• _Description of the task_
Whatever appears in the records should be given again exactly, down to the last mark.

::::::

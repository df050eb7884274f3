// System resource monitoring port
use async_trait::async_trait;
use serde::Serialize;

pub const BYTES_PER_GB: u64 = 1024 * 1024 * 1024;

/// System resource metrics
///
/// Disk figures are raw byte counts; gigabytes are for display only.
#[derive(Debug, Clone, PartialEq, Serialize)]
pub struct SystemMetrics {
    pub cpu_usage_percent: f32,
    pub memory_used_mb: u64,
    pub memory_total_mb: u64,
    pub disk_used_bytes: u64,
    pub disk_total_bytes: u64,
}

impl SystemMetrics {
    pub fn memory_usage_percent(&self) -> f32 {
        percent(self.memory_used_mb, self.memory_total_mb)
    }

    pub fn disk_usage_percent(&self) -> f32 {
        percent(self.disk_used_bytes, self.disk_total_bytes)
    }

    pub fn disk_used_gb(&self) -> f64 {
        self.disk_used_bytes as f64 / BYTES_PER_GB as f64
    }

    pub fn disk_total_gb(&self) -> f64 {
        self.disk_total_bytes as f64 / BYTES_PER_GB as f64
    }
}

fn percent(used: u64, total: u64) -> f32 {
    if total == 0 {
        0.0
    } else {
        (used as f64 / total as f64 * 100.0) as f32
    }
}

/// System probe port for resource monitoring
///
/// Used by the real-time monitor and monitoring reports
#[async_trait]
pub trait SystemProbe: Send + Sync {
    /// Get current system metrics
    ///
    /// # Returns
    /// SystemMetrics with CPU, memory and disk usage
    ///
    /// # Example
    /// ```text
    /// let metrics = probe.get_metrics().await;
    /// if metrics.cpu_usage_percent > thresholds.cpu {
    ///     println!("CPU alert");
    /// }
    /// ```
    async fn get_metrics(&self) -> SystemMetrics;
}

// ============================================================================
// Mock Implementations for Testing
// ============================================================================

pub mod mocks {
    use super::*;
    use std::sync::{Arc, Mutex};
    /// Mock SystemProbe for testing
    #[derive(Clone)]
    pub struct MockSystemProbe {
        metrics: Arc<Mutex<SystemMetrics>>,
        samples: Arc<Mutex<usize>>,
    }
    impl MockSystemProbe {
        pub fn new(cpu_usage_percent: f32) -> Self {
            Self {
                metrics: Arc::new(Mutex::new(SystemMetrics {
                    cpu_usage_percent,
                    memory_used_mb: 1024,
                    memory_total_mb: 2048,
                    disk_used_bytes: 100 * BYTES_PER_GB,
                    disk_total_bytes: 500 * BYTES_PER_GB,
                })),
                samples: Arc::new(Mutex::new(0)),
            }
        }
        pub fn set_metrics(&self, metrics: SystemMetrics) {
            *self.metrics.lock().unwrap_or_else(|e| e.into_inner()) = metrics;
        }
        pub fn sample_count(&self) -> usize {
            *self.samples.lock().unwrap_or_else(|e| e.into_inner())
        }
    }
    #[async_trait]
    impl SystemProbe for MockSystemProbe {
        async fn get_metrics(&self) -> SystemMetrics {
            *self.samples.lock().unwrap_or_else(|e| e.into_inner()) += 1;
            self.metrics.lock().unwrap_or_else(|e| e.into_inner()).clone()
        }
    }
}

::::::

• _Exercise output_
repository df050eb7884274f3
// System resource monitoring port
use async_trait::async_trait;
use serde::Serialize;

pub const BYTES_PER_GB: u64 = 1024 * 1024 * 1024;

/// System resource metrics
///
/// Disk figures are raw byte counts; gigabytes are for display only.
#[derive(Debug, Clone, PartialEq, Serialize)]
pub struct SystemMetrics {
    pub cpu_usage_percent: f32,
    pub memory_used_mb: u64,
    pub memory_total_mb: u64,
    pub disk_used_bytes: u64,
    pub disk_total_bytes: u64,
}

impl SystemMetrics {
    pub fn memory_usage_percent(&self) -> f32 {
        percent(self.memory_used_mb, self.memory_total_mb)
    }

    pub fn disk_usage_percent(&self) -> f32 {
        percent(self.disk_used_bytes, self.disk_total_bytes)
    }

    pub fn disk_used_gb(&self) -> f64 {
        self.disk_used_bytes as f64 / BYTES_PER_GB as f64
    }

    pub fn disk_total_gb(&self) -> f64 {
        self.disk_total_bytes as f64 / BYTES_PER_GB as f64
    }
}

fn percent(used: u64, total: u64) -> f32 {
    if total == 0 {
        0.0
    } else {
        (used as f64 / total as f64 * 100.0) as f32
    }
}

/// System probe port for resource monitoring
///
/// Used by the real-time monitor and monitoring reports
#[async_trait]
pub trait SystemProbe: Send + Sync {
    /// Get current system metrics
    ///
    /// # Returns
    /// SystemMetrics with CPU, memory and disk usage
    ///
    /// # Example
    /// ```text
    /// let metrics = probe.get_metrics().await;
    /// if metrics.cpu_usage_percent > thresholds.cpu {
    ///     println!("CPU alert");
    /// }
    /// ```
    async fn get_metrics(&self) -> SystemMetrics;
}

// ============================================================================
// Mock Implementations for Testing
// ============================================================================

pub mod mocks {
    use super::*;
    use std::sync::{Arc, Mutex};
    /// Mock SystemProbe for testing
    #[derive(Clone)]
    pub struct MockSystemProbe {
        metrics: Arc<Mutex<SystemMetrics>>,
        samples: Arc<Mutex<usize>>,
    }
    impl MockSystemProbe {
        pub fn new(cpu_usage_percent: f32) -> Self {
            Self {
                metrics: Arc::new(Mutex::new(SystemMetrics {
                    cpu_usage_percent,
                    memory_used_mb: 1024,
                    memory_total_mb: 2048,
                    disk_used_bytes: 100 * BYTES_PER_GB,
                    disk_total_bytes: 500 * BYTES_PER_GB,
                })),
                samples: Arc::new(Mutex::new(0)),
            }
        }
        pub fn set_metrics(&self, metrics: SystemMetrics) {
            *self.metrics.lock().unwrap_or_else(|e| e.into_inner()) = metrics;
        }
        pub fn sample_count(&self) -> usize {
            *self.samples.lock().unwrap_or_else(|e| e.into_inner())
        }
    }
    #[async_trait]
    impl SystemProbe for MockSystemProbe {
        async fn get_metrics(&self) -> SystemMetrics {
            *self.samples.lock().unwrap_or_else(|e| e.into_inner()) += 1;
            self.metrics.lock().unwrap_or_else(|e| e.into_inner()).clone()
        }
    }
}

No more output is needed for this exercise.